━━━━━ Record excerpts ━━━━━

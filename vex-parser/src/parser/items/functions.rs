use crate::parser::Parser;
use crate::ParseError;
use vex_ast::*;
use vex_lexer::Token;

impl<'a> Parser<'a> {
    pub(crate) fn parse_function(&mut self) -> Result<Function, ParseError> {
        // Note: 'fn' token is already consumed by the caller
        // For async functions, 'async fn' is consumed

        // Check for method receiver: fn (self: Type) method_name() or fn (p: &Type) method_name()
        let receiver = if self.check(&Token::LParen) {
            // Peek ahead to see if this is a receiver or just parameters
            let checkpoint = self.current;
            self.advance(); // consume '('

            // Check if next token is an identifier followed by ':'
            // This distinguishes receiver (p: Type) from parameters (p Type) or (p, q)
            let is_receiver = if let Token::Ident(_) = self.peek() {
                // Look ahead one more token to check for ':'
                let next_checkpoint = self.current;
                self.advance(); // consume identifier
                let has_colon = self.check(&Token::Colon);
                self.current = next_checkpoint; // backtrack
                has_colon
            } else {
                false
            };

            if is_receiver {
                // This is a receiver!
                let _receiver_name = self.consume_identifier()?; // 'self', 'p', 'r', etc.
                self.consume(&Token::Colon, "Expected ':' after receiver name")?;
                let receiver_type = self.parse_type()?;
                self.consume(&Token::RParen, "Expected ')' after receiver")?;

                // Check if type is a reference (&T or *T)
                let is_mutable = matches!(receiver_type, Type::Reference(_, true));

                Some(Receiver {
                    is_mutable,
                    ty: receiver_type,
                })
            } else {
                // Not a receiver, backtrack
                self.current = checkpoint;
                None
            }
        } else {
            None
        };

        let name = self.consume_identifier()?;

        // Optional generic type parameters with bounds: fn foo<T: Display, U: Clone>()
        let type_params = self.parse_type_params()?;

        self.consume(&Token::LParen, "Expected '('")?;
        let params = self.parse_parameters()?;

        // Check for variadic parameter AFTER regular params: , args: ...any
        let (is_variadic, variadic_type) = if self.check(&Token::Comma) {
            let checkpoint = self.current;
            self.advance(); // consume comma

            // Check if this is a variadic parameter (name: ...)
            if let Token::Ident(_) = self.peek() {
                let _var_name = self.consume_identifier()?;
                if self.match_token(&Token::Colon) {
                    // Check for ... (DotDotDot token)
                    if self.match_token(&Token::DotDotDot) {
                        // This is variadic!
                        let var_type = self.parse_type()?;
                        (true, Some(var_type))
                    } else {
                        // Regular param after comma, backtrack
                        self.current = checkpoint;
                        (false, None)
                    }
                } else {
                    self.current = checkpoint;
                    (false, None)
                }
            } else {
                self.current = checkpoint;
                (false, None)
            }
        } else {
            (false, None)
        };

        self.consume(&Token::RParen, "Expected ')'")?;

        // ⭐ NEW: Check for mutability marker (!): fn method()!
        let is_mutable = self.match_token(&Token::Not);

        // Optional return type with ':' (Vex syntax: fn foo(): i32)
        let return_type = if self.match_token(&Token::Colon) {
            Some(self.parse_type()?)
        } else {
            None
        };

        // Parse optional where clause: where T: Display, U: Clone
        let where_clause = if self.match_token(&Token::Where) {
            self.parse_where_clause()?
        } else {
            Vec::new()
        };

        // Set method body flag for method syntax sugar
        let was_in_method = self.in_method_body;
        self.in_method_body = receiver.is_some();

        // parse_block() already consumes { and }
        let body = self.parse_block()?;

        // Restore previous state
        self.in_method_body = was_in_method;

        Ok(Function {
            is_async: false,
            is_gpu: false,
            is_mutable, // ⭐ NEW: Store mutability flag
            receiver,
            name,
            type_params,
            where_clause,
            params,
            return_type,
            body,
            is_variadic,
            variadic_type,
        })
    }

    /// Parse where clause: where T: Display, U: Clone + Debug
    pub(crate) fn parse_where_clause(&mut self) -> Result<Vec<WhereClausePredicate>, ParseError> {
        let mut predicates = Vec::new();

        loop {
            // Parse type parameter name
            let type_param = self.consume_identifier()?;

            // Expect ':' after type parameter
            self.consume(
                &Token::Colon,
                "Expected ':' after type parameter in where clause",
            )?;

            // Parse trait bounds (inline - same logic as parse_type_params)
            let mut bounds = Vec::new();
            loop {
                let bound_name = self.consume_identifier()?;

                // Check for closure trait with signature: Callable(i32): bool
                if self.match_token(&Token::LParen) {
                    // Parse parameter types
                    let mut param_types = Vec::new();
                    if !self.check(&Token::RParen) {
                        loop {
                            param_types.push(self.parse_type()?);
                            if !self.match_token(&Token::Comma) {
                                break;
                            }
                        }
                    }
                    self.consume(&Token::RParen, "Expected ')' after closure parameters")?;
                    self.consume(&Token::Colon, "Expected ':' after closure parameters")?;
                    let return_type = Box::new(self.parse_type()?);

                    bounds.push(TraitBound::Callable {
                        trait_name: bound_name,
                        param_types,
                        return_type,
                    });
                } else {
                    // Simple trait bound
                    bounds.push(TraitBound::Simple(bound_name));
                }

                if !self.match_token(&Token::Plus) {
                    break;
                }
            }

            predicates.push(WhereClausePredicate { type_param, bounds });

            // Check for more predicates
            if !self.match_token(&Token::Comma) {
                break;
            }
        }

        Ok(predicates)
    }

    pub(crate) fn parse_parameters(&mut self) -> Result<Vec<Param>, ParseError> {
        let mut params = Vec::new();

        if self.check(&Token::RParen) {
            return Ok(params);
        }

        loop {
            let name = self.consume_identifier()?;
            self.consume(&Token::Colon, "Expected ':' after parameter name")?;
            let ty = self.parse_type()?;
            let default = if self.match_token(&Token::Eq) {
                Some(self.parse_expression()?)
            } else {
                None
            };

            params.push(Param { name, ty, default });

            if !self.match_token(&Token::Comma) {
                break;
            }
        }

        Ok(params)
    }
}
//! Type schemes: a type together with its universally quantified variables
//! and the trait constraints discharged against them (spec.md §3.2, GLOSSARY).

use std::collections::BTreeSet;

use crate::subst::{free_vars, Substitution};
use crate::ty::{Constraint, Forall, Type};

/// A (possibly monomorphic) binding's type. A polymorphic binding's scheme
/// wraps its body in `Forall`; a plain type is its own scheme.
#[derive(Debug, Clone, PartialEq)]
pub struct Scheme {
    pub vars: Vec<String>,
    pub constraints: Vec<Constraint>,
    pub body: Type,
}

impl Scheme {
    pub fn monomorphic(ty: Type) -> Self {
        Self { vars: Vec::new(), constraints: Vec::new(), body: ty }
    }

    pub fn polymorphic(vars: Vec<String>, constraints: Vec<Constraint>, body: Type) -> Self {
        Self { vars, constraints, body }
    }

    pub fn is_polymorphic(&self) -> bool {
        !self.vars.is_empty()
    }

    pub fn as_type(&self) -> Type {
        if self.vars.is_empty() {
            self.body.clone()
        } else {
            Type::Forall(Forall {
                vars: self.vars.clone(),
                constraints: self.constraints.clone(),
                body: Box::new(self.body.clone()),
            })
        }
    }

    /// Instantiates the scheme with fresh type variables, returning the
    /// instantiated body and the constraints restated over the fresh
    /// variables. `fresh` is supplied by the caller (the analyzer owns the
    /// counter so that fresh names are unique across the whole inference
    /// pass, sorted-key deterministic per spec.md §4.5).
    pub fn instantiate(&self, fresh: &mut impl FnMut() -> String) -> (Type, Vec<Constraint>) {
        if self.vars.is_empty() {
            return (self.body.clone(), self.constraints.clone());
        }
        let mut subst = Substitution::empty();
        for v in &self.vars {
            subst.insert(v.clone(), Type::var(fresh()));
        }
        let body = subst.apply(&self.body);
        let constraints = self
            .constraints
            .iter()
            .map(|c| Constraint {
                trait_name: c.trait_name.clone(),
                var: match subst.get(&c.var) {
                    Some(Type::Variable { name, .. }) => name.clone(),
                    _ => c.var.clone(),
                },
            })
            .collect();
        (body, constraints)
    }

    /// Generalizes `ty` over every free variable not also free in the
    /// ambient environment (`env_vars`), attaching `constraints` discovered
    /// during inference of `ty` to the resulting scheme.
    pub fn generalize(ty: &Type, env_vars: &BTreeSet<String>, constraints: Vec<Constraint>) -> Scheme {
        let ty_vars = free_vars(ty);
        let vars: Vec<String> = ty_vars.difference(env_vars).cloned().collect();
        if vars.is_empty() {
            Scheme::monomorphic(ty.clone())
        } else {
            Scheme::polymorphic(vars, constraints, ty.clone())
        }
    }
}

#[cfg(test)]
mod tests {
    use super::*;

    #[test]
    fn generalize_quantifies_vars_not_in_env() {
        let ty = Type::func(vec![Type::var("t")], Type::var("t"));
        let scheme = Scheme::generalize(&ty, &BTreeSet::new(), Vec::new());
        assert_eq!(scheme.vars, vec!["t".to_string()]);
    }

    #[test]
    fn instantiate_replaces_bound_vars_with_fresh_ones() {
        let scheme = Scheme::polymorphic(
            vec!["t".to_string()],
            Vec::new(),
            Type::func(vec![Type::var("t")], Type::var("t")),
        );
        let mut counter = 0;
        let mut fresh = move || {
            counter += 1;
            format!("t{counter}")
        };
        let (instantiated, _) = scheme.instantiate(&mut fresh);
        assert_eq!(instantiated, Type::func(vec![Type::var("t1")], Type::var("t1")));
    }
}
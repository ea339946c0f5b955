//! Pattern-level helpers shared by match-arm checking and pattern-assign
//! statements (spec.md §4.5).

use std::collections::BTreeSet;

use vex_ast::Pattern;

/// Every identifier a pattern binds, including nested bindings inside
/// tuples/structs/enums/arrays/records. `Or` alternatives are expected to
/// bind the same names (the analyzer doesn't enforce that beyond collecting
/// the first alternative's bindings — see DESIGN.md).
pub fn bound_names(pattern: &Pattern) -> Vec<String> {
    let mut names = Vec::new();
    collect(pattern, &mut names);
    names
}

fn collect(pattern: &Pattern, out: &mut Vec<String>) {
    match pattern {
        Pattern::Wildcard | Pattern::Literal(_) => {}
        Pattern::Ident(name) => out.push(name.clone()),
        Pattern::Tuple(elems) => elems.iter().for_each(|p| collect(p, out)),
        Pattern::Struct { fields, .. } => fields.iter().for_each(|(_, p)| collect(p, out)),
        Pattern::Enum { data, .. } => data.iter().for_each(|p| collect(p, out)),
        Pattern::Array { elements, rest } => {
            elements.iter().for_each(|p| collect(p, out));
            if let Some(rest_name) = rest {
                out.push(rest_name.clone());
            }
        }
        Pattern::Or(alts) => {
            if let Some(first) = alts.first() {
                collect(first, out);
            }
        }
        Pattern::Record { fields, .. } => fields.iter().for_each(|(_, p)| collect(p, out)),
    }
}

/// Is this pattern guaranteed to match any value of its scrutinee's type?
/// Used to restrict `PatternAssign` to irrefutable patterns (spec.md §4.5
/// edge case) and to short-circuit exhaustiveness checking.
pub fn is_irrefutable(pattern: &Pattern) -> bool {
    match pattern {
        Pattern::Wildcard | Pattern::Ident(_) => true,
        Pattern::Tuple(elems) => elems.iter().all(is_irrefutable),
        Pattern::Struct { fields, .. } => fields.iter().all(|(_, p)| is_irrefutable(p)),
        Pattern::Record { fields, open, .. } => *open || fields.iter().all(|(_, p)| is_irrefutable(p)),
        _ => false,
    }
}

/// The set of enum-variant names a list of match-arm patterns covers, plus
/// whether any arm is a catch-all (wildcard or bare identifier binding).
pub fn covered_variants(patterns: &[&Pattern]) -> (BTreeSet<String>, bool) {
    let mut covered = BTreeSet::new();
    let mut catch_all = false;
    for pattern in patterns {
        collect_variants(pattern, &mut covered, &mut catch_all);
    }
    (covered, catch_all)
}

fn collect_variants(pattern: &Pattern, covered: &mut BTreeSet<String>, catch_all: &mut bool) {
    match pattern {
        Pattern::Wildcard | Pattern::Ident(_) => *catch_all = true,
        Pattern::Enum { variant, .. } => {
            covered.insert(variant.clone());
        }
        Pattern::Or(alts) => alts.iter().for_each(|p| collect_variants(p, covered, catch_all)),
        _ => {}
    }
}

#[cfg(test)]
mod tests {
    use super::*;

    #[test]
    fn bound_names_collects_nested_identifiers() {
        let pattern = Pattern::Tuple(vec![Pattern::Ident("a".to_string()), Pattern::Wildcard]);
        assert_eq!(bound_names(&pattern), vec!["a".to_string()]);
    }

    #[test]
    fn wildcard_and_ident_are_irrefutable() {
        assert!(is_irrefutable(&Pattern::Wildcard));
        assert!(is_irrefutable(&Pattern::Ident("x".to_string())));
        assert!(!is_irrefutable(&Pattern::Enum { name: "Option".to_string(), variant: "Some".to_string(), data: vec![] }));
    }

    #[test]
    fn covered_variants_tracks_catch_all() {
        let patterns = vec![
            Pattern::Enum { name: "Option".to_string(), variant: "Some".to_string(), data: vec![Pattern::Wildcard] },
        ];
        let refs: Vec<&Pattern> = patterns.iter().collect();
        let (covered, catch_all) = covered_variants(&refs);
        assert!(covered.contains("Some"));
        assert!(!catch_all);
    }
}
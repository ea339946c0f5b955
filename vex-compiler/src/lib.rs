pub mod bc; // Bytecode compiler: TypedProgram -> vex_bytecode::Chunk

// Re-export diagnostics from vex-diagnostics crate
pub use vex_diagnostics as diagnostics;

pub use bc::{compile_program, CompileError, CompiledProgram};
pub use diagnostics::{error_codes, Diagnostic, DiagnosticEngine, ErrorLevel, Span};
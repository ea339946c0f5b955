//! Primitive type parsing (i8, i16, i32, bool, string, etc.)

use super::Parser;
use vex_ast::Type;
use vex_lexer::Token;

impl<'a> Parser<'a> {
    /// Try to parse a primitive type keyword
    pub(super) fn try_parse_primitive_type(&mut self) -> Option<Type> {
        let ty = match self.peek() {
            Token::I8 => {
                self.advance();
                Type::I8
            }
            Token::I16 => {
                self.advance();
                Type::I16
            }
            Token::I32 => {
                self.advance();
                Type::I32
            }
            Token::I64 => {
                self.advance();
                Type::I64
            }
            Token::I128 => {
                self.advance();
                Type::I128
            }
            Token::U8 => {
                self.advance();
                Type::U8
            }
            Token::U16 => {
                self.advance();
                Type::U16
            }
            Token::U32 => {
                self.advance();
                Type::U32
            }
            Token::U64 => {
                self.advance();
                Type::U64
            }
            Token::U128 => {
                self.advance();
                Type::U128
            }
            Token::F16 => {
                self.advance();
                Type::F16
            }
            Token::F32 => {
                self.advance();
                Type::F32
            }
            Token::F64 => {
                self.advance();
                Type::F64
            }
            Token::Bool => {
                self.advance();
                Type::Bool
            }
            Token::String => {
                self.advance();
                Type::String
            }
            Token::Any => {
                self.advance();
                Type::Any
            }
            Token::Byte => {
                self.advance();
                Type::U8 // byte is an alias for u8
            }
            Token::Nil => {
                self.advance();
                Type::Nil
            }
            _ => return None,
        };

        Some(ty)
    }
}
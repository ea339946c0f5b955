//! Compile-time type representation, substitution, kinds and unification.
//!
//! This crate is the type-system core described by the analyzer: it owns no
//! AST and no symbol table, only the algebra of `Type`/`Kind` values and the
//! operations defined over them (substitution, free variables, unification).
//! The analyzer (`vex-analyzer`) drives this algebra against a typed AST; the
//! bytecode compiler (`vex-compiler`) reads the resulting substitutions back
//! off the analyzer's node map to choose monomorphizations.

pub mod error;
pub mod kind;
pub mod scheme;
pub mod subst;
pub mod ty;
pub mod unify;

pub use error::TypeError;
pub use kind::Kind;
pub use scheme::Scheme;
pub use subst::Substitution;
pub use ty::{Constraint, FunctionType, RecordType, Type};
pub use unify::{unify, unify_allow_extra, AliasResolver};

━━━━━

What you have to do —
From the line containing "pub mod scheme;" through the last line of the records, output each line exactly and nothing more.

Answer section —
pub mod scheme;
pub mod subst;
pub mod ty;
pub mod unify;

pub use error::TypeError;
pub use kind::Kind;
pub use scheme::Scheme;
pub use subst::Substitution;
pub use ty::{Constraint, FunctionType, RecordType, Type};
pub use unify::{unify, unify_allow_extra, AliasResolver};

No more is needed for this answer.